- Efendim anneciğim.
- ....
- Evet evet izin verdiler.
- ....
- Yemek yedik hesabı ödüyor şimdi.
- ....
- Aa Allah Allah ?
- ....
- Tamam anneciğim ben gelince bakarım.
- ....
- Sende. Aleykümselam.- Geldim.
- Annemin selamı var.
- Aleyküm selam. Birşey mi olmuş?
- Yok korkulacak birşey değil. Benim adıma çiçekle hediye gelmiş de onu söyledi. Kim gönderdi ki.. Neyse eve gidince öğreneceğiz artık.
- Sinaa ?
- Efendim.
- Sen mi gönderdin?
- Ne bileyim buraya geleceğini.
- Burdan oraya.. Vallaha delisin sen. Bide söylemiyor ben gönderdim diye. Gülmesen anlamıcam. Allahtan kötü oyuncusun.
- Allah Allah..
- Yalan söylemeyi beceremiyorsun Allah'a şükür. Bu iyi birşey.
- Demek öyle..
- Öyle vallaha öyle de ne gerek vardı hediyeye , çiçeğe ?
- Normal günlerde istemediğin için almıyorum zaten çiçek. Bi özel günlerde alıyorum yanına da bi hediye almışım çok mu..
- Gerek yokki ama..
- Var gerek var. Gerçi sen bana daha büyük sürpriz yaptın bugün ama.. Elbet ödeşiriz.
- Ben hediye alma diyorum o ödeşicez diyo. Sinam sen yetersin bana başka bir şeye gerek yok.
- Onlarda aşkımıza şahit olmasınlar mı be güzelim.
- Of öyle yerden vuruyorsun ki ne diyim olsunlar tabi.
- Kötü oyuncuyum ama iyi çeviriyorum.
- Bide iyi fırsatçısın onuda say beyefendi.
- Oo altın madalyam o benim unutulurmuu..

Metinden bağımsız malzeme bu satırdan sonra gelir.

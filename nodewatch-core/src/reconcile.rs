// Merges progress-feed events into the application state

use crate::state::{AppState, RunState, STOPPED_LABEL};
use nodewatch_client::StreamEvent;
use tracing::debug;

/// What the caller should do with the connection after an event.
#[derive(Debug, Clone, Copy, PartialEq, Eq)]
pub enum Disposition {
    Continue,
    /// A terminal event arrived; the connection has nothing left to say.
    Close,
}

pub struct StreamReconciler;

impl StreamReconciler {
    /// Apply one event. Events are taken strictly in arrival order and every
    /// node mutation is a whole-record replace, so duplicates are harmless.
    pub fn apply(state: &mut AppState, event: StreamEvent) -> Disposition {
        let disposition = if event.is_terminal() {
            Disposition::Close
        } else {
            Disposition::Continue
        };

        match event {
            StreamEvent::Progress {
                progress,
                total,
                node,
            } => {
                state.progress.done = progress;
                if let Some(total) = total {
                    state.progress.total = total;
                }
                state.progress.current = node
                    .as_ref()
                    .map(|n| n.original_name.clone())
                    .unwrap_or_default();

                if let Some(node) = node {
                    let id = node.id;
                    if state.upsert_node(node) {
                        debug!("Node {} first seen on the progress feed", id);
                    }
                }
            }
            StreamEvent::Update { node } => {
                let id = node.id;
                if !state.replace_node(node) {
                    debug!("Ignoring update for unknown node {}", id);
                }
            }
            StreamEvent::Complete { total } => {
                state.run = RunState::Idle;
                state.progress.current.clear();
                let summary = match total {
                    Some(total) => format!("Check complete: {} nodes", total),
                    None => "Check complete".to_string(),
                };
                state.notices.info(summary);
            }
            StreamEvent::Stopped => {
                state.run = RunState::Idle;
                state.progress.current = STOPPED_LABEL.to_string();
            }
            StreamEvent::Error { node_name, error } => {
                state.notices.warn(format!(
                    "Node error: {}: {}",
                    node_name.as_deref().unwrap_or("unknown"),
                    error.as_deref().unwrap_or("no details")
                ));
            }
        }
        disposition
    }
}
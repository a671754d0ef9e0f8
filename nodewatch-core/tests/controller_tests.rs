// Tests for the run controller against a scripted backend

use nodewatch_client::{
    CheckConfig, ClientError, EventStream, ExportDocument, Node, NodeId, NodesSnapshot,
    StartOutcome, StreamEvent, StreamItem, Validation, event_channel,
};
use nodewatch_core::{
    Backend, BackendResult, ClipboardSink, ControllerError, Pumped, RECHECK_PLACEHOLDER,
    RECONNECT_DELAY, RunController, RunState, STOPPED_LABEL,
};
use std::collections::VecDeque;
use std::sync::{Arc, Mutex};
use std::time::Duration;
use tokio::sync::mpsc::UnboundedSender;

// ============================================================================
// Scripted Backend
// ============================================================================

#[derive(Default)]
struct Script {
    validate: VecDeque<BackendResult<Validation>>,
    start: VecDeque<BackendResult<StartOutcome>>,
    nodes: VecDeque<BackendResult<NodesSnapshot>>,
    streams: VecDeque<BackendResult<EventStream>>,
    /// How long each successive `open_progress` takes before answering.
    progress_delays: VecDeque<Duration>,
    stop: VecDeque<BackendResult<()>>,
    recheck: VecDeque<BackendResult<Node>>,
    recheck_hangs: bool,
    rename: VecDeque<BackendResult<()>>,
    delete: VecDeque<BackendResult<()>>,
    export: VecDeque<BackendResult<ExportDocument>>,
    calls: Vec<String>,
    exported_ids: Vec<NodeId>,
}

#[derive(Clone, Default)]
struct FakeBackend {
    script: Arc<Mutex<Script>>,
}

impl FakeBackend {
    fn with<R>(&self, f: impl FnOnce(&mut Script) -> R) -> R {
        let mut script = self.script.lock().unwrap();
        f(&mut script)
    }

    fn record(&self, call: &str) {
        self.with(|s| s.calls.push(call.to_string()));
    }

    fn calls(&self) -> Vec<String> {
        self.with(|s| s.calls.clone())
    }

    fn count(&self, call: &str) -> usize {
        self.with(|s| s.calls.iter().filter(|c| c.as_str() == call).count())
    }

    /// Queue a progress feed and return the sender that drives it.
    fn push_stream(&self) -> UnboundedSender<StreamItem> {
        let (tx, rx) = event_channel();
        self.with(|s| s.streams.push_back(Ok(EventStream::from_channel(rx))));
        tx
    }
}

fn not_scripted(call: &str) -> ClientError {
    ClientError::Connection(format!("{} not scripted", call))
}

impl Backend for FakeBackend {
    async fn validate(&self, _source: &str) -> BackendResult<Validation> {
        self.record("validate");
        self.with(|s| s.validate.pop_front()).unwrap_or(Ok(Validation {
            valid: true,
            error: None,
            node_count: None,
        }))
    }

    async fn start(&self, _source: &str, _config: &CheckConfig) -> BackendResult<StartOutcome> {
        self.record("start");
        self.with(|s| s.start.pop_front())
            .unwrap_or(Ok(StartOutcome::Started { total: 0 }))
    }

    async fn nodes(&self) -> BackendResult<NodesSnapshot> {
        self.record("nodes");
        self.with(|s| s.nodes.pop_front())
            .unwrap_or(Ok(NodesSnapshot::default()))
    }

    async fn open_progress(&self) -> BackendResult<EventStream> {
        self.record("progress");
        if let Some(delay) = self.with(|s| s.progress_delays.pop_front()) {
            tokio::time::sleep(delay).await;
        }
        self.with(|s| s.streams.pop_front())
            .unwrap_or_else(|| Err(not_scripted("progress")))
    }

    async fn stop(&self) -> BackendResult<()> {
        self.record("stop");
        self.with(|s| s.stop.pop_front()).unwrap_or(Ok(()))
    }

    async fn recheck(&self, _id: NodeId, _config: &CheckConfig) -> BackendResult<Node> {
        self.record("recheck");
        if self.with(|s| s.recheck_hangs) {
            std::future::pending::<()>().await;
        }
        self.with(|s| s.recheck.pop_front())
            .unwrap_or_else(|| Err(not_scripted("recheck")))
    }

    async fn rename(&self, _id: NodeId, _name: &str) -> BackendResult<()> {
        self.record("rename");
        self.with(|s| s.rename.pop_front()).unwrap_or(Ok(()))
    }

    async fn delete(&self, _id: NodeId) -> BackendResult<()> {
        self.record("delete");
        self.with(|s| s.delete.pop_front()).unwrap_or(Ok(()))
    }

    async fn export(&self, ids: &[NodeId]) -> BackendResult<ExportDocument> {
        self.record("export");
        self.with(|s| {
            s.exported_ids = ids.to_vec();
            s.export.pop_front()
        })
        .unwrap_or_else(|| Err(not_scripted("export")))
    }
}

#[derive(Default)]
struct BufferClipboard {
    text: Option<String>,
}

impl ClipboardSink for BufferClipboard {
    fn set_text(&mut self, text: &str) -> Result<(), String> {
        self.text = Some(text.to_string());
        Ok(())
    }
}

fn node(id: u64, name: &str) -> Node {
    Node::new(id, name)
}

fn checked(id: u64, name: &str, risk: &str) -> Node {
    let mut node = Node::new(id, name);
    node.risk = risk.into();
    node.status = "done".to_string();
    node
}

fn event(tx: &UnboundedSender<StreamItem>, event: StreamEvent) {
    tx.send(StreamItem::Event(event)).unwrap();
}

fn controller() -> (FakeBackend, RunController<FakeBackend>) {
    let backend = FakeBackend::default();
    let controller = RunController::new(backend.clone(), CheckConfig::default());
    (backend, controller)
}

/// A controller that has finished a run holding `nodes`.
async fn idle_with(nodes: Vec<Node>) -> (FakeBackend, RunController<FakeBackend>) {
    let (backend, mut controller) = controller();
    backend.with(|s| {
        s.start.push_back(Ok(StartOutcome::Started { total: nodes.len() }));
        s.nodes.push_back(Ok(NodesSnapshot {
            nodes,
            is_running: true,
        }));
    });
    let tx = backend.push_stream();
    controller.start_check("proxies: []").await.unwrap();
    event(&tx, StreamEvent::Complete { total: None });
    controller.follow().await;
    assert_eq!(controller.run_state(), RunState::Idle);
    (backend, controller)
}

- Ahaha kendinle bu kadar barışık bir insan görmedim ya. Neyse hadi bakalım askeriyeye doğru yol alalım. Bize ayrılan sürenin sonuna gelmiş bulunmaktayız.
- Son kez bi öpeyim , oh , bide sarılayım.
Unuttu sandığım alnımı öpmesinin ardından kollarındaydım yeniden. O unutur muydu fırsatçı. İşine geldiği bir şeyi unutur muydu hiç.
- Çok az kaldı. Sonra tamamen kavuşuyoruz Hafsam.
- Evet çok az kaldı inşallah.
Küçük bir hasret vuslat faslından sonra zaten dibimizde olan askeriyenin önüne geldik. Arabaya binip gaza binip tekrar durmuş gibi olduk bir nevi.
- Sen inme Hafsam. Ben Yasir i gönderirim tamam mı?
- Tamam. Kendine iyi bak Sinam.
- Sende kendine iyi bak. Allah'a emanet ol yerfıstığım.
- Sende Allah'a emanet ol.
Arabanın kapısı kapanınca boşluğa düştüm bir an. Hâlâ gözümün gördüğü yerde olsa da uzun süre görüşmeyeceğimizi bilmek burkmuştu içimi. Neyse çok az kalmıştı zaten. Çok çok az. Sonra kavuşacaktık. Düğünümüz olacaktı. Az kalmıştı güzel günlere inşallah. Kendimi toparlayıp aynaya baktım. Evet iyiydim, mutluydum. Üstteki aynayı kapatıp kemere yöneldim. Tam takacaktım ki kapım açıldı.
- Aa Sinam sen gitmedin mi ?
- Tamda o yüzden geldim.
Elimden kayan emniyet kemerimi alıp taktı.
- Dikkat et tamam mı birtanem. Gelmişken öpeyim mi ?
- Kemer için geldiğine inanmamıştım zaten fırsatçı seni.
- İkisi içinde yalan yok..
- Allah'ım Ya Rabbim. İyi izin verdim bu seferlik.
Sanki sabahtan beri onuncuya öpmüyormuş gibi.. İzni alınca öptü iki yanağımdan. Sonra da gitti. Bu sefer gerçekten gitmişti. İzledim gidişini. Evet çok az kalmıştı..
ŞİMDİ OKUDUĞUN
Kınalı Parmak 2
Teen FictionKimisi başladığı yerde biter Kimisi bittiği yerden başlar hikayelerin.. O mektup yeni hikayeler mi yazacak? Eski hikayeleri mi silecek ?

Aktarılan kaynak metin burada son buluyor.